It just happens to leave people sitting around longer instead of at least touching the dice a few times in between.

Now; there is another way to go about this in regards to this question about the initiative impact bit, and this loops back to sk8bcn as well.
QUOTE (sk8bcn @ May 21 2015, 10:50 PM) *
What truly was disppointing in 2nd ed was the long time taken before mage could do something. This comes back with your system.
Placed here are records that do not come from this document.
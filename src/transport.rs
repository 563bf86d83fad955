//! The HTTP capability the provider needs: send a request, get status, headers and body back.
use std::{collections::HashMap, time::Duration};

use url::Url;

use crate::Result;

/// An outgoing `POST` request.
#[derive(Debug, Clone)]
pub struct HttpRequest {
    /// Target URL.
    pub url: Url,
    /// Headers in the order they should be sent.
    pub headers: Vec<(String, String)>,
    /// JSON-encoded request body.
    pub body: Vec<u8>,
}

impl HttpRequest {
    /// Get the first header value with the given name (case-insensitive).
    pub fn header(&self, name: &str) -> Option<&str> {
        self.headers
            .iter()
            .find(|(key, _)| key.eq_ignore_ascii_case(name))
            .map(|(_, value)| value.as_str())
    }
}

/// A response received from the server.
#[derive(Debug, Clone, Default)]
pub struct HttpResponse {
    /// HTTP status code.
    pub status: u16,
    /// Header names are stored lowercased.
    pub headers: HashMap<String, String>,
    /// Raw response body.
    pub body: Vec<u8>,
}

impl HttpResponse {
    /// Create a response with the given status and body and no headers.
    pub fn new(status: u16, body: impl Into<Vec<u8>>) -> HttpResponse {
        HttpResponse {
            status,
            headers: HashMap::new(),
            body: body.into(),
        }
    }

    /// Add a header to the response.
    pub fn with_header(mut self, name: &str, value: impl Into<String>) -> HttpResponse {
        self.headers.insert(name.to_ascii_lowercase(), value.into());
        self
    }

    /// Get a header value by name (case-insensitive).
    pub fn header(&self, name: &str) -> Option<&str> {
        self.headers
            .get(&name.to_ascii_lowercase())
            .map(String::as_str)
    }
}

/// Blocking HTTP transport used by the refresh path.
///
/// Implement this trait to plug in a different HTTP stack or to serve canned responses in tests.
/// Transport-level failures (connection refused, timeouts) are returned as errors. Any response
/// received from the server, whatever its status, is returned as `Ok`.
pub trait HttpTransport {
    /// Send `request` and wait for the response.
    fn post(&self, request: HttpRequest) -> Result<HttpResponse>;
}

/// [`HttpTransport`] implementation backed by a blocking `reqwest` client.
pub struct ReqwestTransport {
    // Client holds a connection pool internally, so we're reusing the client between requests.
    client: reqwest::blocking::Client,
}

impl ReqwestTransport {
    /// Create a transport applying `timeout` to every request.
    pub fn new(timeout: Duration) -> Result<ReqwestTransport> {
        let client = reqwest::blocking::Client::builder()
            .timeout(timeout)
            .build()?;
        Ok(ReqwestTransport { client })
    }
}

impl HttpTransport for ReqwestTransport {
    fn post(&self, request: HttpRequest) -> Result<HttpResponse> {
        let mut builder = self.client.post(request.url).body(request.body);
        for (name, value) in &request.headers {
            builder = builder.header(name.as_str(), value.as_str());
        }

        let response = builder.send()?;

        let status = response.status().as_u16();
        let headers = collect_headers(response.headers());
        let body = response.bytes()?.to_vec();

        Ok(HttpResponse {
            status,
            headers,
            body,
        })
    }
}

/// Repeated headers are joined with `", "`. Values that are not visible ASCII are skipped.
fn collect_headers(headers: &reqwest::header::HeaderMap) -> HashMap<String, String> {
    let mut collected = HashMap::<String, String>::new();
    for (name, value) in headers {
        let Ok(value) = value.to_str() else {
            continue;
        };
        collected
            .entry(name.as_str().to_owned())
            .and_modify(|joined| {
                joined.push_str(", ");
                joined.push_str(value);
            })
            .or_insert_with(|| value.to_owned());
    }
    collected
}

impl<T: HttpTransport + ?Sized> HttpTransport for Box<T> {
    fn post(&self, request: HttpRequest) -> Result<HttpResponse> {
        (**self).post(request)
    }
}

impl<T: HttpTransport + ?Sized> HttpTransport for std::sync::Arc<T> {
    fn post(&self, request: HttpRequest) -> Result<HttpResponse> {
        (**self).post(request)
    }
}

#[cfg(test)]
mod tests {
    use reqwest::header::{HeaderMap, HeaderValue};

    use super::{collect_headers, HttpResponse};

    #[test]
    fn repeated_headers_are_joined() {
        let mut headers = HeaderMap::new();
        headers.append("etag", HeaderValue::from_static("\"123\""));
        headers.append("cache-control", HeaderValue::from_static("no-cache"));
        headers.append("cache-control", HeaderValue::from_static("no-store"));
        headers.append("x-binary", HeaderValue::from_bytes(b"\xff").unwrap());

        let collected = collect_headers(&headers);

        assert_eq!(collected["etag"], "\"123\"");
        assert_eq!(collected["cache-control"], "no-cache, no-store");
        assert!(!collected.contains_key("x-binary"));
    }

    #[test]
    fn response_headers_are_case_insensitive() {
        let response = HttpResponse::new(200, "{}").with_header("ETag", "\"123\"");

        assert_eq!(response.header("etag"), Some("\"123\""));
        assert_eq!(response.header("ETAG"), Some("\"123\""));
        assert_eq!(response.header("retry-after"), None);
    }
}
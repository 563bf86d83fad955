//! Helpers shared by unit tests.
use std::{
    collections::VecDeque,
    sync::{Arc, Mutex},
};

use crate::{
    transport::{HttpRequest, HttpResponse, HttpTransport},
    EvaluatedFlag, Result, Value,
};

/// In-memory transport that serves queued responses and records requests.
///
/// Once the queue is exhausted, the last response is served again.
#[derive(Clone, Default)]
pub(crate) struct MockTransport {
    inner: Arc<Mutex<MockInner>>,
}

type Hook = Box<dyn FnOnce() + Send>;

#[derive(Default)]
struct MockInner {
    responses: VecDeque<HttpResponse>,
    last: Option<HttpResponse>,
    requests: Vec<HttpRequest>,
    on_next_call: Option<Hook>,
}

impl MockTransport {
    pub fn new() -> MockTransport {
        MockTransport::default()
    }

    pub fn push(&self, response: HttpResponse) {
        self.inner.lock().unwrap().responses.push_back(response);
    }

    /// Run `hook` while the next request is in flight.
    pub fn on_next_call(&self, hook: impl FnOnce() + Send + 'static) {
        self.inner.lock().unwrap().on_next_call = Some(Box::new(hook));
    }

    pub fn requests(&self) -> Vec<HttpRequest> {
        self.inner.lock().unwrap().requests.clone()
    }

    pub fn call_count(&self) -> usize {
        self.inner.lock().unwrap().requests.len()
    }
}

impl HttpTransport for MockTransport {
    fn post(&self, request: HttpRequest) -> Result<HttpResponse> {
        let hook = self.inner.lock().unwrap().on_next_call.take();
        if let Some(hook) = hook {
            hook();
        }

        let mut inner = self.inner.lock().unwrap();
        inner.requests.push(request);
        let response = match inner.responses.pop_front() {
            Some(response) => response,
            None => inner
                .last
                .clone()
                .unwrap_or_else(|| HttpResponse::new(500, "no response configured")),
        };
        inner.last = Some(response.clone());
        Ok(response)
    }
}

pub(crate) fn flag(key: &str, value: impl Into<Value>) -> EvaluatedFlag {
    EvaluatedFlag {
        key: key.to_owned(),
        value: value.into(),
        reason: Some("TARGETING_MATCH".to_owned()),
        variant: Some("variantA".to_owned()),
        error_code: None,
        error_details: None,
        metadata: Default::default(),
    }
}
//! Wire models of the OFREP bulk evaluation endpoint.
use std::collections::HashMap;

use derive_more::From;
use serde::{Deserialize, Deserializer, Serialize};

use crate::{ErrorCode, Value};

/// Request body of the bulk evaluation endpoint.
#[derive(Debug, Serialize)]
pub(crate) struct BulkEvaluationRequest {
    pub context: HashMap<String, Value>,
}

/// Response body of the bulk evaluation endpoint.
///
/// A successful response carries `flags`. An application-level error (usually with a `400`
/// status) carries `errorCode` and `errorDetails` at the top level instead.
#[derive(Debug, Deserialize)]
#[serde(rename_all = "camelCase")]
pub(crate) struct BulkEvaluationResponse {
    #[serde(default)]
    pub flags: Option<Vec<EvaluatedFlag>>,
    #[serde(default)]
    pub error_code: Option<ErrorCode>,
    #[serde(default)]
    pub error_details: Option<String>,
}

/// Result of the remote evaluation of a single flag for the active context.
#[derive(Debug, Clone, PartialEq, Serialize, Deserialize)]
#[serde(rename_all = "camelCase")]
pub struct EvaluatedFlag {
    /// Flag key.
    pub key: String,
    /// Evaluated value. `Null` when the server did not send one.
    #[serde(default)]
    pub value: Value,
    /// Why the value was served, e.g. `TARGETING_MATCH` or `DEFAULT`.
    #[serde(default)]
    pub reason: Option<String>,
    /// Name of the variant served.
    #[serde(default)]
    pub variant: Option<String>,
    /// When set, the server failed to evaluate this flag and `value` must not be used.
    #[serde(default)]
    pub error_code: Option<ErrorCode>,
    /// Human-readable details of `error_code`.
    #[serde(default)]
    pub error_details: Option<String>,
    /// Arbitrary metadata attached to the flag.
    #[serde(default, deserialize_with = "deserialize_metadata")]
    pub metadata: Metadata,
}

impl EvaluatedFlag {
    /// Return `true` if the server failed to evaluate this flag.
    pub fn is_error(&self) -> bool {
        self.error_code.is_some()
    }
}

/// Flag metadata attached by the server. Only primitive values are kept.
pub type Metadata = HashMap<String, MetadataValue>;

/// A primitive flag metadata value.
#[derive(Debug, Clone, PartialEq, Serialize, Deserialize, From)]
#[serde(untagged)]
#[allow(missing_docs)]
pub enum MetadataValue {
    Boolean(bool),
    Integer(i64),
    Double(f64),
    String(String),
}

impl From<&str> for MetadataValue {
    fn from(value: &str) -> Self {
        Self::String(value.to_owned())
    }
}

/// `TryParse` allows the subfield to fail parsing without failing the parsing of the whole
/// structure.
#[derive(Debug, Deserialize)]
#[serde(untagged)]
enum TryParse<T> {
    Parsed(T),
    ParseFailed(serde_json::Value),
}

impl<T> From<TryParse<T>> for Option<T> {
    fn from(value: TryParse<T>) -> Self {
        match value {
            TryParse::Parsed(v) => Some(v),
            TryParse::ParseFailed(_) => None,
        }
    }
}

/// Nested metadata values are not supported. They are dropped instead of failing the whole
/// response.
fn deserialize_metadata<'de, D: Deserializer<'de>>(deserializer: D) -> Result<Metadata, D::Error> {
    let raw = Option::<HashMap<String, TryParse<MetadataValue>>>::deserialize(deserializer)?;
    Ok(raw
        .unwrap_or_default()
        .into_iter()
        .filter_map(|(key, value)| {
            let value: Option<MetadataValue> = value.into();
            if value.is_none() {
                log::debug!(target: "ofrep", key = key.as_str(); "dropping unsupported flag metadata value");
            }
            value.map(|value| (key, value))
        })
        .collect())
}

#[cfg(test)]
mod tests {
    use super::{BulkEvaluationResponse, MetadataValue};
    use crate::{ErrorCode, Value};

    #[test]
    fn parses_successful_response() {
        let response: BulkEvaluationResponse = serde_json::from_str(
            r#"
              {
                "flags": [
                  {
                    "key": "bool-flag",
                    "value": true,
                    "reason": "TARGETING_MATCH",
                    "variant": "variantA",
                    "metadata": {"team": "growth", "version": 3, "nested": {"a": 1}}
                  },
                  {
                    "key": "my-other-flag",
                    "errorCode": "PARSE_ERROR",
                    "errorDetails": "bad rule"
                  }
                ]
              }
            "#,
        )
        .unwrap();

        let flags = response.flags.unwrap();
        assert_eq!(flags.len(), 2);

        let bool_flag = &flags[0];
        assert_eq!(bool_flag.value, Value::Boolean(true));
        assert_eq!(bool_flag.variant.as_deref(), Some("variantA"));
        assert_eq!(
            bool_flag.metadata.get("team"),
            Some(&MetadataValue::from("growth"))
        );
        assert_eq!(
            bool_flag.metadata.get("version"),
            Some(&MetadataValue::Integer(3))
        );
        assert!(!bool_flag.metadata.contains_key("nested"));

        let error_flag = &flags[1];
        assert!(error_flag.is_error());
        assert_eq!(error_flag.value, Value::Null);
        assert_eq!(error_flag.error_code, Some(ErrorCode::ParseError));
        assert_eq!(error_flag.error_details.as_deref(), Some("bad rule"));
    }

    #[test]
    fn parses_application_error_envelope() {
        let response: BulkEvaluationResponse = serde_json::from_str(
            r#"{"errorCode": "INVALID_CONTEXT", "errorDetails": "explanation of the error"}"#,
        )
        .unwrap();

        assert!(response.flags.is_none());
        assert_eq!(response.error_code, Some(ErrorCode::InvalidContext));
        assert_eq!(
            response.error_details.as_deref(),
            Some("explanation of the error")
        );
    }
}
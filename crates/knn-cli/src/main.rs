//! CLI for brute-force nearest-neighbor and inner product search.

// CLI binaries need to print user-facing output
#![allow(
    clippy::print_stdout,
    reason = "CLI binary needs stdout for user output"
)]

use eyre::WrapErr as _;

fn main() -> eyre::Result<()> {
    color_eyre::install()?;
    tracing_subscriber::fmt()
        .with_env_filter(tracing_subscriber::EnvFilter::from_default_env())
        .with_writer(std::io::stderr)
        .init();

    let args = Args::parse();

    match args.command {
        Command::Search(search_args) => {
            search(&search_args)?;
        }
        Command::Pack {
            input,
            output,
            dtype,
        } => {
            pack(&input, &output, dtype.into())?;
        }
        Command::Inspect { path } => {
            inspect(&path)?;
        }
    }

    Ok(())
}

use clap::Parser as _;

#[derive(clap::Parser)]
#[command(name = "knn")]
#[command(about = "Brute-force k-nearest-neighbor and maximum inner product search")]
struct Args {
    #[command(subcommand)]
    command: Command,
}

#[derive(clap::Subcommand)]
enum Command {
    /// Find the top-k rows of a data matrix for a query vector
    Search(SearchArgs),

    /// Convert a JSON array (or array of arrays) into a tensor file
    Pack {
        /// JSON input file
        input: std::path::PathBuf,

        /// Tensor file to write
        output: std::path::PathBuf,

        /// Element type to store
        #[arg(long, value_enum, default_value_t = DTypeArg::F32)]
        dtype: DTypeArg,
    },

    /// Print the dtype and shape of a tensor file
    Inspect {
        /// Tensor file to read
        path: std::path::PathBuf,
    },
}

#[derive(clap::Args)]
struct SearchArgs {
    /// Distance or score to rank by
    #[arg(long, value_enum)]
    mode: Mode,

    /// Query vector (tensor file or .json)
    #[arg(long)]
    query: std::path::PathBuf,

    /// Data matrix, one candidate per row (tensor file or .json)
    #[arg(long)]
    data: std::path::PathBuf,

    /// Number of results
    #[arg(short)]
    k: usize,

    /// Element type used when reading .json inputs
    #[arg(long, value_enum, default_value_t = DTypeArg::F32)]
    dtype: DTypeArg,

    /// L2 only: desired recall in (0, 1]
    #[arg(long, default_value_t = knn_search::DEFAULT_RECALL_TARGET)]
    recall_target: f64,

    /// L2 only: score just the first floor(k / recall_target) rows
    #[arg(long)]
    unsafe_prefix_sampling: bool,

    /// MIPS only: bucket width exponent (estimated from the data size if omitted)
    #[arg(long)]
    bin_size: Option<u32>,

    /// MIPS only: how rows map to buckets
    #[arg(long, value_enum, default_value_t = LayoutArg::Strided)]
    bucket_layout: LayoutArg,

    /// Worker threads (defaults to the available parallelism)
    #[arg(long)]
    workers: Option<usize>,

    /// Clamp k to the number of rows instead of failing
    #[arg(long)]
    clamp_k: bool,

    /// Output results as JSON
    #[arg(long)]
    json: bool,
}

#[derive(Debug, Clone, Copy, PartialEq, Eq, clap::ValueEnum)]
enum Mode {
    /// Exact Manhattan distance
    L1,
    /// Euclidean ranking via 0.5*||x||^2 - q.x
    L2,
    /// Approximate maximum inner product
    Mips,
}

#[derive(Debug, Clone, Copy, PartialEq, Eq, clap::ValueEnum)]
enum DTypeArg {
    F32,
    F64,
}

impl From<DTypeArg> for knn_tensor::DType {
    fn from(dtype: DTypeArg) -> Self {
        match dtype {
            DTypeArg::F32 => Self::F32,
            DTypeArg::F64 => Self::F64,
        }
    }
}

#[derive(Debug, Clone, Copy, PartialEq, Eq, clap::ValueEnum)]
enum LayoutArg {
    Strided,
    Contiguous,
}

impl From<LayoutArg> for knn_search::BucketLayout {
    fn from(layout: LayoutArg) -> Self {
        match layout {
            LayoutArg::Strided => Self::Strided,
            LayoutArg::Contiguous => Self::Contiguous,
        }
    }
}

/// Load a tensor file, or parse it as JSON when the extension is `.json`.
fn load_tensor(
    path: &std::path::Path,
    dtype: knn_tensor::DType,
) -> eyre::Result<knn_tensor::AnyTensor> {
    if path.extension().is_some_and(|ext| ext == "json") {
        knn_tensor::read_json(path, dtype)
    } else {
        knn_tensor::load(path)
    }
}

fn search(args: &SearchArgs) -> eyre::Result<()> {
    use knn_tensor::AnyTensor;

    let dtype = args.dtype.into();
    let query = load_tensor(&args.query, dtype).wrap_err("failed to load query")?;
    let data = load_tensor(&args.data, dtype).wrap_err("failed to load data")?;

    let result = match (query, data) {
        (AnyTensor::F32(query), AnyTensor::F32(data)) => run(args, &query, &data)?,
        (AnyTensor::F64(query), AnyTensor::F64(data)) => run(args, &query, &data)?,
        (query, data) => eyre::bail!(
            "query is {} but data is {}, both must have the same dtype",
            query.dtype(),
            data.dtype()
        ),
    };

    println!("{result}");
    Ok(())
}

/// Run one search and render the result as text or JSON.
fn run<T>(
    args: &SearchArgs,
    query: &knn_tensor::Tensor<T>,
    data: &knn_tensor::Tensor<T>,
) -> eyre::Result<String>
where
    T: knn_tensor::TensorElement + serde::Serialize,
{
    let Some(query) = query.as_vector() else {
        eyre::bail!("query must be a vector, got shape {:?}", query.shape());
    };
    let matrix = data.as_matrix();

    let workers = args
        .workers
        .map_or_else(knn_search::Workers::available, knn_search::Workers::new);
    let k_policy = if args.clamp_k {
        knn_search::KPolicy::Clamp
    } else {
        knn_search::KPolicy::Strict
    };
    let options = knn_search::SearchOptions::default()
        .with_workers(workers)
        .with_k_policy(k_policy);

    let start = std::time::Instant::now();
    let result = match args.mode {
        Mode::L1 => {
            let config = knn_search::L1Config::new(args.k).with_options(options);
            knn_search::l1_search(query, matrix, &config)
        }
        Mode::L2 => {
            let sampling = if args.unsafe_prefix_sampling {
                knn_search::L2Sampling::UnsafePrefix
            } else {
                knn_search::L2Sampling::Exhaustive
            };
            let config = knn_search::L2Config::new(args.k)
                .with_recall_target(args.recall_target)
                .with_sampling(sampling)
                .with_options(options);
            knn_search::l2_search(query, matrix, &config)
        }
        Mode::Mips => {
            let mut config = knn_search::MipsConfig::new(args.k)
                .with_layout(args.bucket_layout.into())
                .with_options(options);
            if let Some(bin_size) = args.bin_size {
                config = config.with_bin_size(bin_size);
            }
            knn_search::mips_search(query, matrix, &config)
        }
    }
    .wrap_err_with(|| format!("{:?} search failed", args.mode))?;

    tracing::debug!(elapsed = ?start.elapsed(), results = result.len(), "search finished");

    if args.json {
        return serde_json::to_string_pretty(&result).wrap_err("failed to serialize JSON");
    }

    let lines: Vec<String> = result
        .iter()
        .map(|candidate| format!("{}: {}", candidate.index, candidate.score))
        .collect();
    Ok(lines.join("\n"))
}

fn pack(
    input: &std::path::Path,
    output: &std::path::Path,
    dtype: knn_tensor::DType,
) -> eyre::Result<()> {
    let tensor = knn_tensor::read_json(input, dtype)?;
    match &tensor {
        knn_tensor::AnyTensor::F32(t) => knn_tensor::save(output, t)?,
        knn_tensor::AnyTensor::F64(t) => knn_tensor::save(output, t)?,
    }

    println!(
        "Packed {} {} tensor {:?} -> {}",
        tensor.dtype(),
        rank_name(tensor.rank()),
        tensor.shape(),
        output.display()
    );
    Ok(())
}

fn inspect(path: &std::path::Path) -> eyre::Result<()> {
    let tensor = knn_tensor::load(path)?;
    println!("dtype: {}", tensor.dtype());
    println!("rank:  {}", rank_name(tensor.rank()));
    println!("shape: {:?}", tensor.shape());
    Ok(())
}

fn rank_name(rank: knn_tensor::Rank) -> &'static str {
    match rank {
        knn_tensor::Rank::Vector => "vector",
        knn_tensor::Rank::Matrix => "matrix",
    }
}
That's IMO the biggest issue of it.


So, the other possible option is to not require anyone to exactly plant anywhere on the passes, but allow them to split them up anywhere - but requiring that they do split up if they cannot fill every pass with two simple actions.

Which would change the answer to Cochise about initiative impact to look like this:

OPTION 1
................P1............P2............P3
Fast:.........23............13............03
Medium:....11a..........11b...........01
Slow:........09a...........xx............09b

OPTION 2
................P1............P2............P3
Fast:.........23............13............03
Medium:....11..........01a...........01b
Slow:........09a...........xx............09b

OPTION 3
................P1............P2............P3
Fast:.........23............13............03
Medium:....11a..........11b...........01
Slow:........xx...........09a............09b

OPTION 4
................P1............P2............P3
Fast:.........23............13............03
Medium:....11..........01a...........01b
Slow:........xx...........09a............09b


After [FAST] causes Initiative loss to [MEDIUM]

OPTION 1
................P1............P2............P3
Fast:.........23............13............03
Medium:....08a..........08b...........xx
Slow:........09a...........xx............09b

OPTION 2
................P1............P2............P3
Fast:.........23............13............03
Medium:....08...........xx............xx
Slow:........09a...........xx............09b

OPTION 3
................P1............P2............P3
Fast:.........23............13............03
Medium:....08a..........08b...........xx
Slow:........xx...........09a............09b

OPTION 4
................P1............P2............P3
Fast:.........23............13............03
Medium:....08...........xx............xx
Slow:........xx...........09a............09b


And of course [SLOW] could be moved around and have chosen different options if rule 2 is removed.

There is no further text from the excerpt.